EXERCISE OBJECTIVE - Copy every line of the following data that includes the string "StockEntryForm".

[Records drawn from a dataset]
◆ ◆ ◆ ◆ ◆

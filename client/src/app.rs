//! Root application component with routing and context providers.

use leptos::prelude::*;
use leptos_meta::{MetaTags, Stylesheet, Title, provide_meta_context};
use leptos_router::{
    StaticSegment,
    components::{Route, Router, Routes},
};

use crate::components::alert::Alert;
use crate::components::nav::Nav;
use crate::pages::{
    categories::CategoriesPage, dashboard::DashboardPage, distributions::DistributionsPage,
    financial_years::FinancialYearsPage, grns::GrnsPage, institutes::InstitutesPage, invoices::InvoicesPage,
    items::ItemsPage, locations::LocationsPage, purchase_orders::PurchaseOrdersPage, quick_grns::QuickGrnsPage,
    quick_invoices::QuickInvoicesPage, reports::ReportsPage, returns::ReturnsPage, stock::StockPage,
    stock_entries::StockEntriesPage, units::UnitsPage, vendors::VendorsPage,
};
use crate::state::notice::NoticeState;

/// HTML shell rendered on the server for SSR + hydration.
pub fn shell(options: LeptosOptions) -> impl IntoView {
    view! {
        <!DOCTYPE html>
        <html lang="en">
            <head>
                <meta charset="utf-8"/>
                <meta name="viewport" content="width=device-width, initial-scale=1"/>
                <AutoReload options=options.clone()/>
                <HydrationScripts options/>
                <MetaTags/>
            </head>
            <body>
                <App/>
            </body>
        </html>
    }
}

/// Root application component.
///
/// Provides the notice context and lays every route out beside the
/// sidebar.
#[component]
pub fn App() -> impl IntoView {
    provide_meta_context();
    provide_context(RwSignal::new(NoticeState::default()));

    view! {
        <Stylesheet id="leptos" href="/pkg/procura.css"/>
        <Title text="Procura"/>

        <Router>
            <div class="layout">
                <Nav/>
                <main class="layout__main">
                    <Alert/>
                    <Routes fallback=|| view! { <p class="page__missing">"Page not found."</p> }>
                        <Route path=StaticSegment("") view=DashboardPage/>
                        <Route path=StaticSegment("vendors") view=VendorsPage/>
                        <Route path=StaticSegment("units") view=UnitsPage/>
                        <Route path=StaticSegment("categories") view=CategoriesPage/>
                        <Route path=StaticSegment("items") view=ItemsPage/>
                        <Route path=StaticSegment("institutes") view=InstitutesPage/>
                        <Route path=StaticSegment("locations") view=LocationsPage/>
                        <Route path=StaticSegment("financial-years") view=FinancialYearsPage/>
                        <Route path=StaticSegment("purchase-orders") view=PurchaseOrdersPage/>
                        <Route path=StaticSegment("grns") view=GrnsPage/>
                        <Route path=StaticSegment("invoices") view=InvoicesPage/>
                        <Route path=StaticSegment("distributions") view=DistributionsPage/>
                        <Route path=StaticSegment("returns") view=ReturnsPage/>
                        <Route path=StaticSegment("stock-entries") view=StockEntriesPage/>
                        <Route path=StaticSegment("quick-grns") view=QuickGrnsPage/>
                        <Route path=StaticSegment("quick-invoices") view=QuickInvoicesPage/>
                        <Route path=StaticSegment("stock") view=StockPage/>
                        <Route path=StaticSegment("reports") view=ReportsPage/>
                    </Routes>
                </main>
            </div>
        </Router>
    }
}
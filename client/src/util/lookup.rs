//! Reference lists for foreign-key labels and select options.
//!
//! Records reference each other by numeric id. Pages fetch the lists they
//! point into once per load and resolve ids to labels from here; an id with
//! no matching record renders as `#<id>`.

#[cfg(test)]
#[path = "lookup_test.rs"]
mod lookup_test;

use std::collections::BTreeMap;

use records::{
    Category, FinancialYear, Grn, Institute, Item, Location, PurchaseOrder, Resource, Unit, Vendor,
};

use crate::net::api::{ApiError, ResourceApi};

/// A record collection other records point into.
#[derive(Clone, Copy, Debug, PartialEq, Eq, PartialOrd, Ord, Hash)]
pub enum RefKind {
    Vendors,
    Units,
    Categories,
    Items,
    Institutes,
    Locations,
    FinancialYears,
    PurchaseOrders,
    Grns,
}

/// One selectable record.
#[derive(Clone, Debug, PartialEq, Eq)]
pub struct RefOption {
    pub id: i64,
    pub label: String,
}

/// Fetched reference lists.
///
/// Purchase orders and GRNs are also kept whole because detail views derive
/// receipt status and PO summaries from them.
#[derive(Clone, Debug, Default, PartialEq)]
pub struct RefData {
    options: BTreeMap<RefKind, Vec<RefOption>>,
    pub purchase_orders: Vec<PurchaseOrder>,
    pub grns: Vec<Grn>,
}

impl RefData {
    /// Replace the options for `kind` with labels of `rows`.
    pub fn insert<R: Resource>(&mut self, kind: RefKind, rows: &[R]) {
        let options = rows.iter().map(|r| RefOption { id: r.id(), label: r.label() }).collect();
        self.options.insert(kind, options);
    }

    /// Options for `kind`, empty when not loaded.
    #[must_use]
    pub fn options(&self, kind: RefKind) -> &[RefOption] {
        self.options.get(&kind).map_or(&[], Vec::as_slice)
    }

    /// Label for record `id` of `kind`, `#<id>` when unknown.
    #[must_use]
    pub fn label(&self, kind: RefKind, id: i64) -> String {
        self.options(kind)
            .iter()
            .find(|o| o.id == id)
            .map_or_else(|| format!("#{id}"), |o| o.label.clone())
    }

    #[must_use]
    pub fn purchase_order(&self, id: i64) -> Option<&PurchaseOrder> {
        self.purchase_orders.iter().find(|po| po.id == id)
    }
}

/// Fetch every list in `kinds`.
///
/// # Errors
///
/// Returns the first failing request's error.
pub async fn load_refs<A: ResourceApi>(api: &A, kinds: &[RefKind]) -> Result<RefData, ApiError> {
    let mut refs = RefData::default();
    for &kind in kinds {
        match kind {
            RefKind::Vendors => refs.insert(kind, &api.list::<Vendor>().await?),
            RefKind::Units => refs.insert(kind, &api.list::<Unit>().await?),
            RefKind::Categories => refs.insert(kind, &api.list::<Category>().await?),
            RefKind::Items => refs.insert(kind, &api.list::<Item>().await?),
            RefKind::Institutes => refs.insert(kind, &api.list::<Institute>().await?),
            RefKind::Locations => refs.insert(kind, &api.list::<Location>().await?),
            RefKind::FinancialYears => refs.insert(kind, &api.list::<FinancialYear>().await?),
            RefKind::PurchaseOrders => {
                let rows = api.list::<PurchaseOrder>().await?;
                refs.insert(kind, &rows);
                refs.purchase_orders = rows;
            }
            RefKind::Grns => {
                let rows = api.list::<Grn>().await?;
                refs.insert(kind, &rows);
                refs.grns = rows;
            }
        }
    }
    Ok(refs)
}
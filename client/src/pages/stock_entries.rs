//! Manual stock adjustments.
//!
//! Quantities are signed: positive entries add stock (opening balances,
//! count corrections up), negative ones write it off.

use leptos::prelude::*;
use records::StockEntry;

use crate::components::data_table::Column;
use crate::components::resource_page::resource_page;
use crate::state::resource::ResourceForm;
use crate::util::form::{Draft, FieldSpec};
use crate::util::format::{date, opt_text, quantity};
use crate::util::lookup::RefKind;

pub struct StockEntryForm;

impl ResourceForm for StockEntryForm {
    type Record = StockEntry;

    const REFS: &'static [RefKind] = &[RefKind::Items, RefKind::Locations];
    const FIELDS: &'static [FieldSpec] = &[
        FieldSpec::date("entry_date", "Entry Date").required(),
        FieldSpec::select("item_id", "Item", RefKind::Items).required(),
        FieldSpec::select("location_id", "Location", RefKind::Locations).required(),
        FieldSpec::number("quantity", "Quantity").required(),
        FieldSpec::textarea("remarks", "Remarks"),
    ];

    fn columns() -> Vec<Column<StockEntry>> {
        vec![
            Column::new("Date", |e: &StockEntry, _| date(e.entry_date)),
            Column::new("Item", |e: &StockEntry, refs| refs.label(RefKind::Items, e.item_id)),
            Column::new("Location", |e: &StockEntry, refs| refs.label(RefKind::Locations, e.location_id)),
            Column::new("Qty", |e: &StockEntry, _| quantity(e.quantity)).numeric(),
            Column::new("Remarks", |e: &StockEntry, _| opt_text(e.remarks.as_deref())),
        ]
    }

    fn to_draft(e: &StockEntry) -> Draft {
        Draft::default()
            .with_date("entry_date", e.entry_date)
            .with_id("item_id", e.item_id)
            .with_id("location_id", e.location_id)
            .with_number("quantity", e.quantity)
            .with_opt("remarks", e.remarks.as_deref())
    }

    fn from_draft(d: &Draft) -> StockEntry {
        StockEntry {
            id: 0,
            entry_date: d.date("entry_date"),
            item_id: d.id("item_id"),
            location_id: d.id("location_id"),
            quantity: d.number("quantity"),
            remarks: d.opt_text("remarks"),
        }
    }
}

#[component]
pub fn StockEntriesPage() -> impl IntoView {
    resource_page::<StockEntryForm>()
}
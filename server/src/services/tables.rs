//! Table bindings for every record type.

#[cfg(test)]
#[path = "tables_test.rs"]
mod tables_test;

use records::{
    Category, Distribution, FinancialYear, Grn, Institute, Invoice, Item, Location, PurchaseOrder, QuickGrn,
    QuickInvoice, Return, StockEntry, Unit, Vendor,
};

use super::repo::{Table, Value};

/// Implement [`Table`] from a field list; column names equal field names.
///
/// Values are built from borrowed fields so only text columns are copied.
macro_rules! table {
    ($ty:ty, $table:literal, [$($field:ident),+ $(,)?]) => {
        impl Table for $ty {
            const TABLE: &'static str = $table;
            const COLUMNS: &'static [&'static str] = &[$(stringify!($field)),+];

            fn values(&self) -> Vec<Value> {
                vec![$(Value::from(&self.$field)),+]
            }
        }
    };
}

table!(Vendor, "vendors", [name, contact_person, phone, email, address, gst_number]);
table!(Unit, "units", [name, abbreviation]);
table!(Category, "categories", [name, description]);
table!(Item, "items", [name, code, category_id, unit_id, description]);
table!(Institute, "institutes", [name, code, address]);
table!(Location, "locations", [name, institute_id, description]);
table!(FinancialYear, "financial_years", [label, start_date, end_date, is_active]);

table!(
    PurchaseOrder,
    "purchase_orders",
    [
        po_number,
        po_date,
        financial_year_id,
        institute_id,
        vendor_id,
        item_id,
        quantity,
        rate,
        discount,
        tax_percentage,
        remarks,
        document,
    ]
);
table!(
    Grn,
    "grns",
    [grn_number, grn_date, purchase_order_id, location_id, received_quantity, accepted_quantity, remarks, attachment]
);
table!(
    Invoice,
    "invoices",
    [invoice_number, invoice_date, grn_id, vendor_id, quantity, rate, discount, tax_percentage, remarks]
);
table!(
    Distribution,
    "distributions",
    [distribution_date, item_id, location_id, institute_id, quantity, issued_to, remarks, document]
);
table!(Return, "returns", [return_date, grn_id, vendor_id, item_id, location_id, quantity, reason]);
table!(StockEntry, "stock_entries", [entry_date, item_id, location_id, quantity, remarks]);
table!(
    QuickGrn,
    "quick_grns",
    [grn_number, grn_date, vendor_id, institute_id, location_id, item_id, quantity, rate, remarks, attachment]
);
table!(
    QuickInvoice,
    "quick_invoices",
    [invoice_number, invoice_date, vendor_id, item_id, quantity, rate, discount, tax_percentage, remarks]
);
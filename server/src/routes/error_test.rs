use super::*;

#[test]
fn not_found_maps_to_404() {
    let err = ApiError::from(RepoError::NotFound { resource: "Vendor", id: 1 });
    assert_eq!(err.status(), StatusCode::NOT_FOUND);
    assert_eq!(err.public_message(), "Vendor 1 not found");
}

#[test]
fn conflict_maps_to_409() {
    let err = ApiError::from(RepoError::Conflict("uq_items_code".into()));
    assert_eq!(err.status(), StatusCode::CONFLICT);
}

#[test]
fn reference_and_invalid_map_to_422() {
    assert_eq!(ApiError::from(RepoError::Reference("fk".into())).status(), StatusCode::UNPROCESSABLE_ENTITY);
    assert_eq!(ApiError::from(RepoError::Invalid("ck".into())).status(), StatusCode::UNPROCESSABLE_ENTITY);
    assert_eq!(ApiError::Unprocessable("bad payload".into()).status(), StatusCode::UNPROCESSABLE_ENTITY);
}

#[test]
fn rejected_keeps_its_status() {
    let err = ApiError::Rejected { status: StatusCode::PAYLOAD_TOO_LARGE, message: "too big".into() };
    assert_eq!(err.status(), StatusCode::PAYLOAD_TOO_LARGE);
    assert_eq!(err.public_message(), "too big");
}

#[test]
fn server_errors_hide_details() {
    let err = ApiError::from(RepoError::Database(sqlx::Error::PoolTimedOut));
    assert_eq!(err.status(), StatusCode::INTERNAL_SERVER_ERROR);
    assert_eq!(err.public_message(), "internal server error");

    let io = ApiError::from(std::io::Error::other("disk full"));
    assert_eq!(io.public_message(), "internal server error");
}

#[test]
fn unauthorized_maps_to_401() {
    assert_eq!(ApiError::Unauthorized.status(), StatusCode::UNAUTHORIZED);
}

◆ ◆ ◆ ◆ ◆

WRITTEN ANSWER -
pub struct StockEntryForm;
impl ResourceForm for StockEntryForm {
    resource_page::<StockEntryForm>()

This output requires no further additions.